Но это было чуть позже, а тогда, едва девушка дочитала, Текано вышел к ней на свет, и впервые в жизни необъяснимо робея, промолвил:
— Как и многие другие люди, я провёл всю жизнь вдали от естества. Но теперь я горю желанием как можно глубже познать наш прекрасный мир. Может, у тебя есть и о природе строки?
Анталиша чуть смутилась под пылким взором юноши. Пару секунд она вспоминала, затем кивнула, заметив:
— Ой, но только они, наверно, ещё детские совсем… вот:
Долго ещё в тот вечер сидели они у большого огня, делились историями и упоённо слушали, с удивлением узнавая себя в рассказах собеседника. Но предоставим пока двух молодых людей с их сердечными порывами друг другу и оглянемся вокруг: поселенцы готовили в большом котле похлёбку и разливали по чашкам чай. Моеверцы, мечтатели, люди самых разных взглядов и убеждений собрались в эту осеннюю ночь, чтобы ощутить то единение душ, которого всем им так не хватало в «большом мире». Атмосфера царила весьма живая и непринуждённая, и никто никому не навязывал свои мысли как единственно возможные в данной реальности. Напротив, люди откровенничали, рассказывали о былых заблуждениях. Так рассказ одного немолодого моеверца по имени Миранишик вызвал в рядах собравшихся заметное оживление.
— Я рос в небольшом селении Южного Полушария, — говорил Миранишик. — И до шестнадцати годков никуда не выезжал, общаясь практически только с одними родителями.
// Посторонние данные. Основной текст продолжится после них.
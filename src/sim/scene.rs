//! Flat arena of active scene bodies
//!
//! Bodies are kept sorted by id (ids are monotonic, so appending preserves the
//! order). Groups reference bodies by id; nothing owns anything else. The bird
//! is not part of the scene - the session owns it.

use glam::Vec2;
use serde::{Deserialize, Serialize};

use super::body::{Body, BodyId, BodyKind, GroupId, IdAllocator};
use super::spawn::{ItemUnit, ObstaclePair};
use crate::config::GameConfig;
use crate::consts::GROUND_CATEGORY;

#[derive(Debug, Clone, Copy, PartialEq, Eq, Serialize, Deserialize)]
pub enum GroupKind {
    Obstacle,
    Item,
}

/// Bodies that scroll together and are destroyed together
#[derive(Debug, Clone, Serialize, Deserialize)]
pub struct ScrollGroup {
    pub id: GroupId,
    pub kind: GroupKind,
    /// Horizontal position of the group origin
    pub anchor_x: f32,
    /// Half the leading sprite width; the group is gone once `anchor_x <= -half_width`
    pub half_width: f32,
    /// Points per time unit
    pub speed: f32,
    pub members: Vec<BodyId>,
}

impl ScrollGroup {
    pub fn is_off_screen(&self) -> bool {
        self.anchor_x <= -self.half_width
    }
}

/// Ring-buffer tiled strip of equal segments (ground, clouds)
#[derive(Debug, Clone, Serialize, Deserialize)]
pub struct TileStrip {
    pub segment_width: f32,
    pub speed: f32,
    pub members: Vec<BodyId>,
}

impl TileStrip {
    /// Total width covered by all segments
    pub fn span(&self) -> f32 {
        self.segment_width * self.members.len() as f32
    }
}

#[derive(Debug, Clone, Serialize, Deserialize)]
pub struct Scene {
    bodies: Vec<Body>,
    groups: Vec<ScrollGroup>,
    ground: TileStrip,
    clouds: TileStrip,
    ids: IdAllocator,
}

impl Scene {
    /// Scene with ground and cloud strips laid out across the playfield
    pub fn new(config: &GameConfig) -> Self {
        let mut scene = Self {
            bodies: Vec::new(),
            groups: Vec::new(),
            ground: TileStrip {
                segment_width: config.sprites.ground.width,
                speed: config.sprites.ground.width / config.timing.ground_loop,
                members: Vec::new(),
            },
            clouds: TileStrip {
                segment_width: config.sprites.cloud.width,
                speed: config.sprites.cloud.width / config.timing.cloud_loop,
                members: Vec::new(),
            },
            ids: IdAllocator::default(),
        };

        let width = config.playfield.width;
        let ground = config.sprites.ground;
        let ground_count = (width / ground.width) as usize + 2;
        for i in 0..ground_count {
            let id = scene.ids.body();
            let pos = Vec2::new(
                ground.width / 2.0 + ground.width * i as f32,
                ground.height / 2.0,
            );
            scene.bodies.push(Body::static_rect(
                id,
                BodyKind::Ground,
                pos,
                ground.width,
                ground.height,
                GROUND_CATEGORY,
            ));
            scene.ground.members.push(id);
        }

        let cloud = config.sprites.cloud;
        let cloud_count = (width / cloud.width) as usize + 2;
        for i in 0..cloud_count {
            let id = scene.ids.body();
            let pos = Vec2::new(
                cloud.width / 2.0 + cloud.width * i as f32,
                config.playfield.height - cloud.height / 2.0,
            );
            scene
                .bodies
                .push(Body::static_rect(id, BodyKind::Cloud, pos, cloud.width, cloud.height, 0));
            scene.clouds.members.push(id);
        }

        scene
    }

    pub fn ids_mut(&mut self) -> &mut IdAllocator {
        &mut self.ids
    }

    pub fn bodies(&self) -> &[Body] {
        &self.bodies
    }

    pub fn body(&self, id: BodyId) -> Option<&Body> {
        self.index_of(id).map(|i| &self.bodies[i])
    }

    pub(crate) fn body_mut(&mut self, id: BodyId) -> Option<&mut Body> {
        let idx = self.index_of(id)?;
        Some(&mut self.bodies[idx])
    }

    fn index_of(&self, id: BodyId) -> Option<usize> {
        self.bodies.binary_search_by_key(&id, |b| b.id).ok()
    }

    pub fn groups(&self) -> &[ScrollGroup] {
        &self.groups
    }

    pub fn group(&self, id: GroupId) -> Option<&ScrollGroup> {
        self.groups.iter().find(|g| g.id == id)
    }

    pub(crate) fn groups_mut(&mut self) -> &mut [ScrollGroup] {
        &mut self.groups
    }

    pub fn ground(&self) -> &TileStrip {
        &self.ground
    }

    pub fn clouds(&self) -> &TileStrip {
        &self.clouds
    }

    pub fn group_count(&self, kind: GroupKind) -> usize {
        self.groups.iter().filter(|g| g.kind == kind).count()
    }

    /// Take ownership of a freshly spawned wall pair
    pub fn insert_obstacle(&mut self, pair: ObstaclePair) -> GroupId {
        let members = vec![pair.lower.id, pair.upper.id, pair.score_zone.id];
        self.groups.push(ScrollGroup {
            id: pair.group,
            kind: GroupKind::Obstacle,
            anchor_x: pair.spawn_x,
            half_width: pair.half_width,
            speed: pair.speed,
            members,
        });
        self.push_bodies([pair.lower, pair.upper, pair.score_zone]);
        pair.group
    }

    /// Take ownership of a freshly spawned item unit
    pub fn insert_item(&mut self, unit: ItemUnit) -> GroupId {
        let members = vec![unit.item.id, unit.trigger_zone.id];
        self.groups.push(ScrollGroup {
            id: unit.group,
            kind: GroupKind::Item,
            anchor_x: unit.spawn_x,
            half_width: unit.half_width,
            speed: unit.speed,
            members,
        });
        self.push_bodies([unit.item, unit.trigger_zone]);
        unit.group
    }

    fn push_bodies<const N: usize>(&mut self, bodies: [Body; N]) {
        for body in bodies {
            debug_assert!(self.bodies.last().is_none_or(|last| last.id < body.id));
            self.bodies.push(body);
        }
    }

    /// Destroy a group and all its bodies; false if it was already gone
    pub fn remove_group(&mut self, id: GroupId) -> bool {
        let Some(idx) = self.groups.iter().position(|g| g.id == id) else {
            return false;
        };
        let group = self.groups.remove(idx);
        self.bodies.retain(|b| !group.members.contains(&b.id));
        true
    }

    /// Destroy every group of a kind, returning how many were removed
    pub fn clear_groups(&mut self, kind: GroupKind) -> usize {
        let doomed: Vec<GroupId> = self
            .groups
            .iter()
            .filter(|g| g.kind == kind)
            .map(|g| g.id)
            .collect();
        for id in &doomed {
            self.remove_group(*id);
        }
        doomed.len()
    }

    /// Mutable access to bodies and strips at once (for scrolling)
    pub(crate) fn strips_and_bodies_mut(&mut self) -> (&TileStrip, &TileStrip, &mut Vec<Body>) {
        (&self.ground, &self.clouds, &mut self.bodies)
    }
}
Мать моя была глубоко верующей в возвращение Спасителя, и я слышал от неё много историй из Писания, пока ещё был совсем мал. А отец… — пожилой мужчина на миг запнулся, будто вспоминая что-то и собираясь с духом, — отца больше всего на свете заботила экономия.
Послышались удивлённые возгласы, и Миранишик поднял руку, прося не перебивать:
— Да, времена тотального потребления давно минули в прошлое… Но отец считал, что одну вещь нужно использовать максимально долго, до тех пор, пока она совсем не рассыплется в прах. И то же он считал не только касаемо предметов обихода, но и насчёт всего остального — жилища, виманы, одежды… и даже еды!
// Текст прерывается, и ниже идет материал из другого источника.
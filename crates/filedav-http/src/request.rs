//! Extraction of the request fields the handlers use.

use http::header::{AsHeaderName, HeaderMap};
use http::uri::PathAndQuery;

use crate::router::DavMethod;

/// `Depth` is not among the `http` crate's predefined header names.
const DEPTH: &str = "depth";

/// The parts of an HTTP request that filedav acts on.
#[derive(Debug, Clone, PartialEq, Eq)]
pub struct DavRequest {
    /// The routed method.
    pub method: DavMethod,
    /// Request target as received: path plus optional query, still percent-encoded.
    pub url: String,
    /// Raw `Depth` header.
    pub depth: Option<String>,
    /// Raw `If-Match` header.
    pub if_match: Option<String>,
}

impl DavRequest {
    /// Build from request parts.
    ///
    /// Header values that are not valid UTF-8 are decoded lossily. They can
    /// then never equal `1` or a hex fingerprint, but their presence is kept:
    /// a garbled `If-Match` still makes the PUT conditional.
    #[must_use]
    pub fn from_parts(method: DavMethod, parts: &http::request::Parts) -> Self {
        let url = parts
            .uri
            .path_and_query()
            .map_or("/", PathAndQuery::as_str)
            .to_owned();

        Self {
            method,
            url,
            depth: header_lossy(&parts.headers, DEPTH),
            if_match: header_lossy(&parts.headers, http::header::IF_MATCH),
        }
    }
}

fn header_lossy<K: AsHeaderName>(headers: &HeaderMap, name: K) -> Option<String> {
    headers
        .get(name)
        .map(|v| String::from_utf8_lossy(v.as_bytes()).into_owned())
}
— Как это? — ещё больше удивились люди у костра и стали плотнее рассаживаться вокруг рассказчика, освобождая место для новых желающих послушать.
— Он что же, лихоимец, жалел лишний кусок булки для родного сына и выдавал лишь строго дозированный паёк? — спросил уже известный нам Проскурион.
— Ну, не до такой степени, — ответил Миранишик. — Он, знаете, всё говорил, что мы губим Землю, лишь берём от неё, ничего не отдаём, и рано или поздно нас всех ждёт коллапс.
— Такие голоса и сейчас не смолкают, — заметил кто-то из группы мечтателей.
— Но я ещё не озвучил самое главное, — продолжал между тем Миранишик. — Так вот, подогреваемый постоянными разговорами матери о том, что мир наш убог и греховен, и отцовскими лекциями о вредном существе вида гомо сапиенс, ничего хорошего не делающем, а лишь разрушающем данное нам, я постепенно потерял всякое желание выходить на улицу и открывать для себя большой мир — тем более что все необходимые вещи и еду мне приносили в мою комнату. Я стал бояться этого мира за порогом, да что там, я даже знать не знал, что есть солнце и луна и откуда берётся вся эта приносимая пища; я и не предполагал, что за стенкой в соседней комнате работает «средоточие греха» — ну или по-мирски машина желаний.
— Да-а! — невесело ответил он на раздавшиеся возгласы удивления. — Мне тогда только исполнилось шестнадцать, и мать тайком от отца открыла мне, что вещи падают вовсе не с неба, а «из пасти машины диавольской», из чёрных недр маленькой и такой приятной на ощупь игрушки. «Так если это — средоточие греха, — возопил я, в ужасе отстраняясь от страшной машины, — то как же мы можем этим пользоваться? Неужели этого хочет наш Создатель?» «Наш мир погряз в грехе, сын мой, — отвечала мама тихо, — и нам самим уже не выбраться из него, наша единственная надежда — возвращение Спасителя!»
Эту историю Миранишик почти никому не рассказывал, и как только возникла пауза, сразу со всех сторон зазвенели удивлённые голоса:
— Ничего себе, друг, так у тебя никакого выбора, стало быть, не оставалось, либо в Механический Город, либо в моеверцы? И ты, конечно, выбрал меньшее из зол?
— Да-а, жить в мире, ведомом машинами желаний и не знать об их существовании, это всё равно что быть Маугли!
— А что, наш мир разве машины желаний ведут?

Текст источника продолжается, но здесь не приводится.